How to determine and sketch the complex plane |z+i| >= |z-i|?

Answer 1

doesnt this just mean \(b>0\) ?

Answer 2

or rather \(b\ge 0\)

Answer 3

Sorry I'm quite new to complex analysis, what is b again?

Answer 4

if you have \(z=a+bi\) then
\(|a+bi+i|=|a+(b+1)|=a^2+(b+1)^2=\sqrt{a^2+b^2+2b+1}\)

Answer 5

similarly \(|z-i|=\sqrt{a^2+b^2-2b+1}\)

Answer 6

Oh I see what you did there, but what does it mean by determine the plane?

Answer 7

solving the inequality gives \(b\geq 0\)

Answer 8

where in the plane is \(im(z)=b\geq 0\) ?

Answer 9

so would the graph by jw vs \[\sigma \]?

Answer 10

upper half plane

Answer 11

whoa okay.
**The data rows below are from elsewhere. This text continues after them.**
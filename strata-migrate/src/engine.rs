//! Migration engine implementation.
//!
//! [`MigrationEngine::apply`] brings a database to the current version of a
//! [`Schema`] inside a single transaction:
//!
//! 1. The definition is checked before the database is touched.
//! 2. The ledger table is created if missing, and the live digest and
//!    history are read.
//! 3. With an empty ledger, an empty database gets the current text, a
//!    database that already matches it is adopted, anything else is refused.
//! 4. If the newest ledger entry already has the current digest there is
//!    nothing to do.
//! 5. Otherwise the update rules are run from the last one whose source is
//!    the live digest, each confirmed against its target digest.
//!
//! Any failure rolls the whole transaction back.

use std::sync::Arc;
use std::time::Instant;

use rusqlite::{Connection, Transaction};
use strata_sqlite::{Context, SqliteConnection};
use tracing::{debug, warn};

use crate::catalog::{CatalogReader, MAIN_CATALOG};
use crate::digest::{live_digest, schema_digest};
use crate::error::{MigrateResult, MigrationError};
use crate::history::{DEFAULT_HISTORY_TABLE, HistoryRecord, HistoryStore, SchemaCodec, next_timestamp};
use crate::log::{LogSink, RuleContext, TracingSink};
use crate::schema::{Schema, check_with};

/// Configuration for the migration engine.
#[derive(Debug, Clone)]
pub struct MigrationConfig {
    /// Name of the ledger table.
    pub history_table: String,
    /// Catalog root holding the managed schema.
    pub catalog: String,
}

impl Default for MigrationConfig {
    fn default() -> Self {
        Self {
            history_table: DEFAULT_HISTORY_TABLE.to_string(),
            catalog: MAIN_CATALOG.to_string(),
        }
    }
}

impl MigrationConfig {
    /// Create a new configuration.
    pub fn new() -> Self {
        Self::default()
    }

    /// Set the ledger table name.
    pub fn history_table(mut self, table: impl Into<String>) -> Self {
        self.history_table = table.into();
        self
    }

    /// Set the catalog root.
    pub fn catalog(mut self, catalog: impl Into<String>) -> Self {
        self.catalog = catalog.into();
        self
    }

    /// A catalog reader matching this configuration.
    pub fn catalog_reader(&self) -> CatalogReader {
        CatalogReader::new()
            .root(self.catalog.clone())
            .history_table(self.history_table.clone())
    }
}

/// What an apply call did.
#[derive(Debug, Clone, Copy, PartialEq, Eq)]
pub enum ApplyOutcome {
    /// The ledger already recorded the current version.
    UpToDate,
    /// An empty database received the current schema.
    Initialized,
    /// An unrecorded database already matching the current schema was recorded.
    Adopted,
    /// One or more update rules were run.
    Upgraded,
}

/// Result of an apply call.
#[derive(Debug, Clone)]
pub struct ApplyReport {
    /// What happened.
    pub outcome: ApplyOutcome,
    /// Newest ledger digest before the call, if there was one.
    pub from_digest: Option<String>,
    /// Digest of the current schema.
    pub to_digest: String,
    /// 1-based indexes of the rules that ran.
    pub applied: Vec<usize>,
    /// Warnings generated during the call.
    pub warnings: Vec<String>,
    /// Total duration in milliseconds.
    pub duration_ms: i64,
}

impl ApplyReport {
    fn new(outcome: ApplyOutcome, from_digest: Option<String>, to_digest: &str) -> Self {
        Self {
            outcome,
            from_digest,
            to_digest: to_digest.to_string(),
            applied: Vec::new(),
            warnings: Vec::new(),
            duration_ms: 0,
        }
    }

    /// Check if the database was changed.
    pub fn has_changes(&self) -> bool {
        self.outcome != ApplyOutcome::UpToDate
    }

    /// Get a summary of the result.
    pub fn summary(&self) -> String {
        let short = short_digest(&self.to_digest);
        match self.outcome {
            ApplyOutcome::UpToDate => format!("Schema is up-to-date at {}", short),
            ApplyOutcome::Initialized => {
                format!("Initialized schema {} in {}ms", short, self.duration_ms)
            }
            ApplyOutcome::Adopted => format!("Adopted existing schema {}", short),
            ApplyOutcome::Upgraded => format!(
                "{} upgrades applied, now at {} in {}ms",
                self.applied.len(),
                short,
                self.duration_ms
            ),
        }
    }
}

fn short_digest(digest: &str) -> &str {
    digest.get(..12).unwrap_or(digest)
}

/// A read-only view of where a database stands.
#[derive(Debug, Clone)]
pub struct MigrationStatus {
    /// Digest of the current schema.
    pub current_digest: String,
    /// Digest of the live database.
    pub live_digest: String,
    /// Newest ledger record.
    pub latest: Option<HistoryRecord>,
    /// Whether the live database holds any objects.
    pub live_is_empty: bool,
    /// Rules that would run, or `None` if no rule starts at the live digest.
    pub pending: Option<usize>,
}

impl MigrationStatus {
    /// Check whether the ledger records the current version.
    pub fn is_up_to_date(&self) -> bool {
        self.latest
            .as_ref()
            .is_some_and(|r| r.digest == self.current_digest)
    }

    /// Check whether the database has objects but no ledger entries that
    /// explain them.
    pub fn is_unmanaged(&self) -> bool {
        self.latest.is_none() && !self.live_is_empty && self.live_digest != self.current_digest
    }

    /// Check whether an apply call would fail with no matching update rule.
    pub fn is_stale(&self) -> bool {
        self.latest.is_some() && !self.is_up_to_date() && self.pending.is_none()
    }
}

/// The migration engine.
#[derive(Clone)]
pub struct MigrationEngine {
    config: MigrationConfig,
    sink: Arc<dyn LogSink>,
    history: HistoryStore,
}

impl Default for MigrationEngine {
    fn default() -> Self {
        Self::new(MigrationConfig::default())
    }
}

impl MigrationEngine {
    /// Create a new migration engine.
    pub fn new(config: MigrationConfig) -> Self {
        let history = HistoryStore::new(config.history_table.clone());
        Self {
            config,
            sink: Arc::new(TracingSink),
            history,
        }
    }

    /// Report progress to `sink` instead of `tracing`.
    pub fn with_sink(mut self, sink: Arc<dyn LogSink>) -> Self {
        self.sink = sink;
        self
    }

    /// Store schema text in the ledger using `codec`.
    pub fn with_codec(mut self, codec: Arc<dyn SchemaCodec>) -> Self {
        self.history = self.history.with_codec(codec);
        self
    }

    /// Get the configuration.
    pub fn config(&self) -> &MigrationConfig {
        &self.config
    }

    /// Get the history store.
    pub fn history(&self) -> &HistoryStore {
        &self.history
    }

    fn log(&self, message: impl AsRef<str>) {
        self.sink.log(message.as_ref());
    }

    /// Bring the database behind `conn` to the current version of `schema`.
    pub fn apply(&self, schema: &Schema, conn: &Connection, ctx: &Context) -> MigrateResult<ApplyReport> {
        let start = Instant::now();
        let reader = self.config.catalog_reader();

        let current = check_with(schema, &reader, ctx)?;
        ctx.check()?;
        self.log("Checking schema version...");

        let guard = ctx.attach(conn);
        let tx = conn.unchecked_transaction()?;
        let result = self.apply_in(schema, &tx, ctx, &reader, &current);
        drop(guard);

        let mut report = match result {
            Ok(report) => report,
            Err(err) => {
                if let Err(e) = tx.rollback() {
                    warn!(error = %e, "Rollback failed");
                }
                return Err(settle(err, ctx));
            }
        };

        ctx.check()?;
        tx.commit()?;

        report.duration_ms = start.elapsed().as_millis() as i64;
        if report.outcome == ApplyOutcome::Upgraded {
            self.log(format!("Schema successfully updated to digest {}", current));
        }
        debug!(summary = %report.summary(), "Apply finished");
        Ok(report)
    }

    fn apply_in(
        &self,
        schema: &Schema,
        tx: &Transaction<'_>,
        ctx: &Context,
        reader: &CatalogReader,
        current: &str,
    ) -> MigrateResult<ApplyReport> {
        self.history.ensure_table(tx)?;
        let rows = reader.read(tx)?;
        let live = schema_digest(&rows)?;
        let history = self.history.read_all(tx)?;

        let Some(latest) = history.last() else {
            if rows.is_empty() {
                self.log(format!("No schema is defined, applying initial schema {}", current));
                tx.execute_batch(&schema.current).map_err(MigrationError::Bootstrap)?;
                ctx.check()?;
                let got = live_digest(tx, reader)?;
                if got != current {
                    return Err(MigrationError::Confirmation {
                        step: "initial schema".to_string(),
                        expected: current.to_string(),
                        actual: got,
                    });
                }
                self.record(tx, None, current, &schema.current)?;
                return Ok(ApplyReport::new(ApplyOutcome::Initialized, None, current));
            }
            if live == current {
                self.log(format!("Database schema matches digest {}, adopting it", current));
                self.record(tx, None, current, &schema.current)?;
                return Ok(ApplyReport::new(ApplyOutcome::Adopted, None, current));
            }
            return Err(MigrationError::UnmanagedSchema);
        };

        let from = Some(latest.digest.clone());
        if latest.digest == current {
            self.log(format!("Schema is up-to-date at digest {}", current));
            let mut report = ApplyReport::new(ApplyOutcome::UpToDate, from, current);
            if live != current {
                let msg = format!(
                    "Live schema digest {} differs from recorded digest {}",
                    live, current
                );
                self.log(&msg);
                report.warnings.push(msg);
            }
            return Ok(report);
        }

        self.log(format!("Current schema digest is {}", current));
        self.log(format!(
            "Latest DB schema digest is {} ({})",
            latest.digest,
            latest.timestamp.to_rfc3339()
        ));
        if live != latest.digest {
            self.log(format!("Live DB schema digest is {}", live));
        }

        let first = schema
            .last_rule_from(&live)
            .ok_or_else(|| MigrationError::NoUpdateFound(live.clone()))?;
        let pending = &schema.updates[first..];
        self.log(format!("Applying {} pending schema upgrades", pending.len()));

        let mut report = ApplyReport::new(ApplyOutcome::Upgraded, from, current);
        for (offset, rule) in pending.iter().enumerate() {
            let index = first + offset + 1;
            ctx.check()?;

            let apply = rule
                .apply
                .as_ref()
                .ok_or_else(|| MigrationError::other(format!("update {} has no apply function", index)))?;
            let rc = RuleContext::new(self.sink.as_ref(), ctx, index, &rule.source, &rule.target);
            apply(&rc, tx).map_err(|e| MigrationError::rule_failed(index, &rule.source, e))?;

            let got = live_digest(tx, reader)?;
            if got != rule.target {
                return Err(MigrationError::Confirmation {
                    step: index.to_string(),
                    expected: rule.target.clone(),
                    actual: got,
                });
            }
            self.log(format!("[{}] updated to digest {}", index, rule.target));
            report.applied.push(index);
        }

        self.record(tx, Some(latest), current, &schema.current)?;
        Ok(report)
    }

    fn record(
        &self,
        tx: &Transaction<'_>,
        previous: Option<&HistoryRecord>,
        digest: &str,
        text: &str,
    ) -> MigrateResult<()> {
        let record = HistoryRecord::new(digest, Some(text.to_string())).at(next_timestamp(previous));
        self.history.append(tx, &record)
    }

    /// [`apply`](Self::apply) on the worker thread of an async connection.
    pub async fn apply_async(
        &self,
        schema: Arc<Schema>,
        conn: &SqliteConnection,
        ctx: Context,
    ) -> MigrateResult<ApplyReport> {
        let engine = self.clone();
        conn.call(move |c| engine.apply(&schema, c, &ctx)).await?
    }

    /// Report where the database stands without modifying it.
    pub fn status(&self, schema: &Schema, conn: &Connection, ctx: &Context) -> MigrateResult<MigrationStatus> {
        let reader = self.config.catalog_reader();
        let current = check_with(schema, &reader, ctx)?;

        let _guard = ctx.attach(conn);
        let rows = reader.read(conn)?;
        let live = schema_digest(&rows)?;
        let latest = if self.history.exists(conn)? {
            self.history.latest(conn)?
        } else {
            None
        };
        ctx.check()?;

        let pending = match &latest {
            Some(record) if record.digest == current => Some(0),
            Some(_) => schema
                .last_rule_from(&live)
                .map(|i| schema.updates.len() - i),
            None if rows.is_empty() || live == current => Some(0),
            None => None,
        };

        Ok(MigrationStatus {
            current_digest: current,
            live_digest: live,
            latest,
            live_is_empty: rows.is_empty(),
            pending,
        })
    }
}

/// Prefer the context's own error once it is done.
fn settle(err: MigrationError, ctx: &Context) -> MigrationError {
    match ctx.check() {
        Err(e) => e.into(),
        Ok(()) => err,
    }
}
So firstly you change z into a+bi, then solve for b then find where b is located?

Answer 12

Is the graph still jw vs sigma

Answer 13

bc it says imaginary axis sorry for the questions

Answer 14

i have no idea what "jw vs \(\sigma\) "means

Answer 15

oh I see, what are the axis of the graph?

Answer 16

Oh gotcha thank you!